Clearly, in a world built on the exchange of money, no one can afford to give away product for free. Somehow it has to get paid for. It’s unreasonable to expect a company like Facebook that has over 7,000 employees (as of June 2014) to do without income. That is not sustainable. That income to fund the free service that 1.32B of us use monthly (as of June 2014) comes in the forms of ads, or selling of the data gathered, or both.
The challenge for Facebook is that it has become SO good at mining the data and selling it to advertisers, that it can be a little creepy. I know that when I type in “wineries” into a post on Facebook to recos for visiting family, I’m going to get a bunch of ads for local wineries start popping up in my feed. Not always wanted content for me or anyone else. The hope is that it will be appealing. Sometimes it works, sometimes it is just annoying and creepy.
I’ve wondered when the backlash would start. Apparently it has. To me, Ello is far bigger than “a Facebook killer” – it’s a harbinger of a new trend.
The Beginning of the Age Beyond “Free Internet”
Ello is based on a simple concept that your social network should be ad-free and a place where you can connect and share with your friends and family without being watched.

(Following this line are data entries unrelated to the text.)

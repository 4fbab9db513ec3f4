//! Alarm ringing state

use chrono::{DateTime, Utc};

/// Whether the reminder is currently ringing, and since when
#[derive(Debug, Clone, Default, PartialEq, Eq)]
pub struct AlarmState {
    pub is_ringing: bool,
    pub ringing_since: Option<DateTime<Utc>>,
}

impl AlarmState {
    pub fn new() -> Self {
        Self::default()
    }

    pub fn ring(&mut self, now: DateTime<Utc>) {
        self.is_ringing = true;
        self.ringing_since = Some(now);
    }

    pub fn silence(&mut self) {
        self.is_ringing = false;
        self.ringing_since = None;
    }
}
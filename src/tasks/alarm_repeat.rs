//! Alarm repeat background task

use std::{sync::Arc, time::Duration};
use tokio::time::{interval_at, Instant, MissedTickBehavior};
use tracing::{debug, warn};

use crate::sound::SoundPlayer;

/// Shortest cadence the alarm may repeat at
pub const MIN_REPEAT_PERIOD: Duration = Duration::from_millis(250);

/// Replay `sound` every `period` until the task is aborted.
///
/// The first replay happens one period after the alarm fired; the initial
/// sound is played by whoever spawned this task.
pub async fn alarm_repeat_task(player: Arc<dyn SoundPlayer>, sound: String, period: Duration) {
    let period = period.max(MIN_REPEAT_PERIOD);
    debug!("Repeating alarm '{}' every {:?}", sound, period);

    let mut interval = interval_at(Instant::now() + period, period);
    interval.set_missed_tick_behavior(MissedTickBehavior::Delay);

    loop {
        interval.tick().await;
        if let Err(e) = player.play(&sound) {
            warn!("Failed to replay alarm sound: {}", e);
        }
    }
}
//! In-memory store

use std::collections::HashMap;

use super::KeyValueStore;

/// Store that lives only as long as the process
#[derive(Debug, Clone, Default)]
pub struct MemoryStore {
    values: HashMap<String, String>,
}

impl MemoryStore {
    pub fn new() -> Self {
        Self::default()
    }

    /// Build a store pre-populated with the given pairs
    pub fn with_values<I, K, V>(values: I) -> Self
    where
        I: IntoIterator<Item = (K, V)>,
        K: Into<String>,
        V: Into<String>,
    {
        Self {
            values: values
                .into_iter()
                .map(|(k, v)| (k.into(), v.into()))
                .collect(),
        }
    }
}

impl KeyValueStore for MemoryStore {
    fn get(&self, key: &str) -> Result<Option<String>, String> {
        Ok(self.values.get(key).cloned())
    }

    fn set(&mut self, key: &str, value: &str) -> Result<(), String> {
        self.values.insert(key.to_string(), value.to_string());
        Ok(())
    }

    fn remove(&mut self, key: &str) -> Result<(), String> {
        self.values.remove(key);
        Ok(())
    }
}
//! State management module
//!
//! This module contains all state-related structures and their management logic.

pub mod alarm_state;
pub mod app_state;
pub mod timer_state;
pub mod view;

// Re-export main types
pub use alarm_state::AlarmState;
pub use app_state::{ActionOutcome, AppState};
pub use timer_state::{TimerState, DEFAULT_REMINDER_INTERVAL_SECONDS};
pub use view::TimerView;
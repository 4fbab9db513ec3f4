//! JSON file backed store

use std::{
    collections::BTreeMap,
    fs,
    io::ErrorKind,
    path::{Path, PathBuf},
};
use tracing::{debug, warn};

use super::KeyValueStore;

/// Store that keeps every key in a single JSON object on disk.
///
/// The whole file is rewritten on each `set`/`remove`; the timer only writes
/// on state transitions, so the file stays tiny and writes stay rare.
#[derive(Debug)]
pub struct JsonFileStore {
    path: PathBuf,
    values: BTreeMap<String, String>,
}

impl JsonFileStore {
    /// Open the store at `path`.
    ///
    /// A missing file is an empty store. An unreadable or corrupt file is
    /// logged and also treated as empty; the next write replaces it.
    pub fn open(path: impl Into<PathBuf>) -> Self {
        let path = path.into();
        let values = match read_values(&path) {
            Ok(values) => {
                debug!("Loaded {} stored values from {}", values.len(), path.display());
                values
            }
            Err(e) => {
                warn!("Ignoring stored state: {}", e);
                BTreeMap::new()
            }
        };
        Self { path, values }
    }

    fn flush(&self) -> Result<(), String> {
        let text = serde_json::to_string_pretty(&self.values)
            .map_err(|e| format!("Failed to serialize store: {}", e))?;
        fs::write(&self.path, format!("{text}\n"))
            .map_err(|e| format!("Failed to write {}: {}", self.path.display(), e))
    }
}

fn read_values(path: &Path) -> Result<BTreeMap<String, String>, String> {
    let content = match fs::read_to_string(path) {
        Ok(content) => content,
        Err(e) if e.kind() == ErrorKind::NotFound => return Ok(BTreeMap::new()),
        Err(e) => return Err(format!("unable to read {}: {}", path.display(), e)),
    };
    if content.trim().is_empty() {
        return Ok(BTreeMap::new());
    }
    serde_json::from_str(&content).map_err(|e| {
        format!(
            "invalid JSON in {} at line {}, column {}: {}",
            path.display(),
            e.line(),
            e.column(),
            e
        )
    })
}

impl KeyValueStore for JsonFileStore {
    fn get(&self, key: &str) -> Result<Option<String>, String> {
        Ok(self.values.get(key).cloned())
    }

    fn set(&mut self, key: &str, value: &str) -> Result<(), String> {
        self.values.insert(key.to_string(), value.to_string());
        self.flush()
    }

    fn remove(&mut self, key: &str) -> Result<(), String> {
        if self.values.remove(key).is_none() {
            return Ok(());
        }
        self.flush()
    }
}
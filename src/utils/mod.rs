//! Utility functions module
//!
//! This module contains utility functions used throughout the application.

pub mod format;
pub mod signals;

// Re-export main functions
pub use format::format_elapsed;
pub use signals::shutdown_signal;
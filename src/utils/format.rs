//! Display formatting helpers

/// Format seconds as `HH:MM:SS`; hours keep growing past 99
pub fn format_elapsed(total_seconds: u64) -> String {
    let hours = total_seconds / 3600;
    let minutes = (total_seconds % 3600) / 60;
    let seconds = total_seconds % 60;
    format!("{:02}:{:02}:{:02}", hours, minutes, seconds)
}
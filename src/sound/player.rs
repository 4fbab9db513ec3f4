//! Sound playback

use std::{
    io::Write,
    sync::atomic::{AtomicBool, Ordering},
};
use tracing::{debug, info};

/// Fire-and-forget playback of a catalog sound.
///
/// `play` must be safe to call repeatedly. Some outputs need a one-time
/// activation before the first sound; `activate` is idempotent and callers
/// invoke it unconditionally before relying on playback.
pub trait SoundPlayer: Send + Sync {
    fn activate(&self) -> Result<(), String> {
        Ok(())
    }

    fn play(&self, sound: &str) -> Result<(), String>;
}

/// Rings the terminal bell, one pulse per note of the sound
#[derive(Debug, Default)]
pub struct TerminalBellPlayer {
    active: AtomicBool,
}

impl TerminalBellPlayer {
    pub fn new() -> Self {
        Self::default()
    }

    fn pulses(sound: &str) -> usize {
        match sound {
            "Birds" => 3,
            _ => 1,
        }
    }
}

impl SoundPlayer for TerminalBellPlayer {
    fn activate(&self) -> Result<(), String> {
        if !self.active.swap(true, Ordering::SeqCst) {
            debug!("Terminal audio output activated");
        }
        Ok(())
    }

    fn play(&self, sound: &str) -> Result<(), String> {
        if !self.active.load(Ordering::SeqCst) {
            return Err("audio output has not been activated".to_string());
        }
        let bells = "\x07".repeat(Self::pulses(sound));
        let mut stdout = std::io::stdout();
        stdout
            .write_all(bells.as_bytes())
            .and_then(|_| stdout.flush())
            .map_err(|e| format!("Failed to ring terminal bell: {}", e))?;
        debug!("Played sound: {}", sound);
        Ok(())
    }
}

/// Player for muted sessions; only logs
#[derive(Debug, Clone, Copy, Default)]
pub struct SilentPlayer;

impl SoundPlayer for SilentPlayer {
    fn play(&self, sound: &str) -> Result<(), String> {
        info!("(muted) {}", sound);
        Ok(())
    }
}
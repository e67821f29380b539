//! Textual scrubbing of user input before it is stored.
//!
//! This is not an HTML sanitizer. It removes the characters and patterns
//! that let stored text turn into markup or script when a spreadsheet cell
//! is later rendered somewhere careless:
//! - `<` and `>`
//! - `javascript:` scheme prefixes (any case)
//! - inline handler attributes such as `onerror=` (any case)

use regex::Regex;
use std::sync::LazyLock;

use formgate_common::constants::MAX_FIELD_CHARS;

static SCRIPT_SCHEME: LazyLock<Regex> =
    LazyLock::new(|| Regex::new(r"(?i)javascript:").expect("valid scheme pattern"));

/// `on<word>=` with an ASCII word, as in `onerror=`
static INLINE_HANDLER: LazyLock<Regex> =
    LazyLock::new(|| Regex::new(r"(?i)on[a-z0-9_]+=").expect("valid handler pattern"));

/// Sanitize a field value, keeping at most 1000 characters
pub fn sanitize(input: &str) -> String {
    sanitize_with_limit(input, Some(MAX_FIELD_CHARS))
}

/// Sanitize a verification token. Same stripping, no truncation, since real
/// tokens run past the field cap.
pub fn sanitize_token(input: &str) -> String {
    sanitize_with_limit(input, None)
}

fn sanitize_with_limit(input: &str, limit: Option<usize>) -> String {
    let stripped: String = input.trim().chars().filter(|c| !matches!(c, '<' | '>')).collect();
    let stripped = SCRIPT_SCHEME.replace_all(&stripped, "");
    let stripped = INLINE_HANDLER.replace_all(&stripped, "");

    match limit {
        Some(limit) => stripped.chars().take(limit).collect(),
        None => stripped.into_owned(),
    }
}
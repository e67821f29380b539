//! Core types shared across Formgate components.

use serde::{Deserialize, Deserializer, Serialize};

use crate::constants::{MAX_FIELD_CHARS, MAX_NAME_CHARS};

/// Default name of the body field carrying the bot-verification token
pub const DEFAULT_TOKEN_FIELD: &str = "recaptchaToken";

/// How a form field is checked
#[derive(Debug, Clone, Copy, PartialEq, Eq, Default, Serialize, Deserialize)]
#[serde(rename_all = "lowercase")]
pub enum FieldKind {
    /// Free text
    #[default]
    Text,
    /// Phone number, 7-15 digits once separators are removed
    Phone,
    /// Email address, shape-checked only
    Email,
}

/// One field of the submitted form
#[derive(Debug, Clone, PartialEq, Serialize, Deserialize)]
pub struct FieldSpec {
    /// JSON key in the request body
    pub name: String,

    /// Human-readable name used in error messages
    pub label: String,

    #[serde(default)]
    pub kind: FieldKind,

    #[serde(default)]
    pub required: bool,

    /// Character cap; falls back to the sanitizer cap
    #[serde(default, skip_serializing_if = "Option::is_none")]
    pub max_len: Option<usize>,
}

impl FieldSpec {
    pub fn required(name: &str, label: &str, kind: FieldKind) -> Self {
        Self {
            name: name.to_string(),
            label: label.to_string(),
            kind,
            required: true,
            max_len: None,
        }
    }

    pub fn optional(name: &str, label: &str, kind: FieldKind) -> Self {
        Self {
            required: false,
            ..Self::required(name, label, kind)
        }
    }

    pub fn with_max_len(mut self, max_len: usize) -> Self {
        self.max_len = Some(max_len);
        self
    }

    /// Effective character cap for this field
    pub fn limit(&self) -> usize {
        self.max_len.unwrap_or(MAX_FIELD_CHARS)
    }
}

/// Built-in field layouts
#[derive(Debug, Clone, Copy, PartialEq, Eq, Default, Serialize, Deserialize)]
#[serde(rename_all = "lowercase")]
pub enum SchemaPreset {
    /// fullName / phone / knowledge / confirmation
    #[default]
    Consultation,
    /// name / email / phone / notes
    Contact,
}

/// Ordered field list plus the token field name.
///
/// Field order drives both validation order (first failure wins) and the
/// column order of the persisted row.
#[derive(Debug, Clone, PartialEq, Serialize, Deserialize)]
pub struct FormSchema {
    pub fields: Vec<FieldSpec>,

    #[serde(default = "default_token_field")]
    pub token_field: String,
}

fn default_token_field() -> String {
    DEFAULT_TOKEN_FIELD.to_string()
}

impl FormSchema {
    pub fn preset(preset: SchemaPreset) -> Self {
        let fields = match preset {
            SchemaPreset::Consultation => vec![
                FieldSpec::required("fullName", "Full Name", FieldKind::Text)
                    .with_max_len(MAX_NAME_CHARS),
                FieldSpec::required("phone", "Phone", FieldKind::Phone),
                FieldSpec::required("knowledge", "Knowledge level", FieldKind::Text),
                FieldSpec::required(
                    "confirmation",
                    "Crypto investment confirmation",
                    FieldKind::Text,
                ),
            ],
            SchemaPreset::Contact => vec![
                FieldSpec::required("name", "Name", FieldKind::Text).with_max_len(MAX_NAME_CHARS),
                FieldSpec::required("email", "Email", FieldKind::Email).with_max_len(254),
                FieldSpec::required("phone", "Phone", FieldKind::Phone),
                FieldSpec::optional("notes", "Notes", FieldKind::Text),
            ],
        };

        Self {
            fields,
            token_field: default_token_field(),
        }
    }
}

impl Default for FormSchema {
    fn default() -> Self {
        Self::preset(SchemaPreset::default())
    }
}

/// A validated, sanitized form submission. Lives for one request.
#[derive(Debug, Clone, PartialEq)]
pub struct Submission {
    /// (field name, sanitized value) in schema order
    pub fields: Vec<(String, String)>,

    /// Sanitized bot-verification token
    pub token: String,
}

impl Submission {
    pub fn value(&self, name: &str) -> Option<&str> {
        self.fields
            .iter()
            .find(|(field, _)| field == name)
            .map(|(_, value)| value.as_str())
    }

    /// Submission time as RFC 3339 UTC with milliseconds
    pub fn timestamp_now() -> String {
        chrono::Utc::now().to_rfc3339_opts(chrono::SecondsFormat::Millis, true)
    }

    /// Row to persist: timestamp first, then field values in schema order
    pub fn to_row(&self, timestamp: &str) -> Vec<String> {
        std::iter::once(timestamp.to_string())
            .chain(self.fields.iter().map(|(_, value)| value.clone()))
            .collect()
    }
}

/// Outcome of a bot-verification call, as returned by siteverify
#[derive(Debug, Clone, Default, PartialEq, Serialize, Deserialize)]
pub struct VerificationResult {
    #[serde(default)]
    pub success: bool,

    /// Confidence in [0, 1]; absent or null reads as 0
    #[serde(default, deserialize_with = "null_as_zero")]
    pub score: f64,

    #[serde(default, skip_serializing_if = "Option::is_none")]
    pub action: Option<String>,

    #[serde(default, skip_serializing_if = "Option::is_none")]
    pub hostname: Option<String>,

    #[serde(default, skip_serializing_if = "Option::is_none")]
    pub challenge_ts: Option<String>,

    #[serde(default, rename = "error-codes", skip_serializing_if = "Vec::is_empty")]
    pub error_codes: Vec<String>,
}

impl VerificationResult {
    /// Result used when the verifier could not be reached
    pub fn failed() -> Self {
        Self::default()
    }

    pub fn passed(score: f64) -> Self {
        Self {
            success: true,
            score,
            ..Self::default()
        }
    }
}

fn null_as_zero<'de, D>(deserializer: D) -> Result<f64, D::Error>
where
    D: Deserializer<'de>,
{
    Ok(Option::<f64>::deserialize(deserializer)?.unwrap_or(0.0))
}

/// Response body of the submission endpoint
#[derive(Debug, Clone, PartialEq, Serialize, Deserialize)]
pub struct SubmitResponse {
    pub ok: bool,

    #[serde(skip_serializing_if = "Option::is_none")]
    pub error: Option<String>,
}

impl SubmitResponse {
    pub fn success() -> Self {
        Self { ok: true, error: None }
    }

    pub fn failure(message: impl Into<String>) -> Self {
        Self {
            ok: false,
            error: Some(message.into()),
        }
    }
}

So how will the site be paid for? Apparently there will nominal fees for using some of the more advanced features.
I expect there to see more and more sites and services like Ello in the future, based on the “freemium” model. Get the basic service for free, and then pay for more advanced or useful features as you use the service more and more. I believe that users will grow tired of trading free for giving up control of their data, and be more willing to pay a small monthly/subscription fee to keep control of their experience on the site or service.
Many years ago, I started using many online services to run various parts of ThinkResults. We pay a nominal fee for each of those services. I expect this will become the new norm in the average family budget. It’s certainly true for many businesses now. More and more online services will be used to run our lives and we will pay small fees for each of those services. I think this is how the future will look for both businesses and consumers.
What do you think? Is the tide turning? Are users getting tired of exchanging their data so they can have “free” services?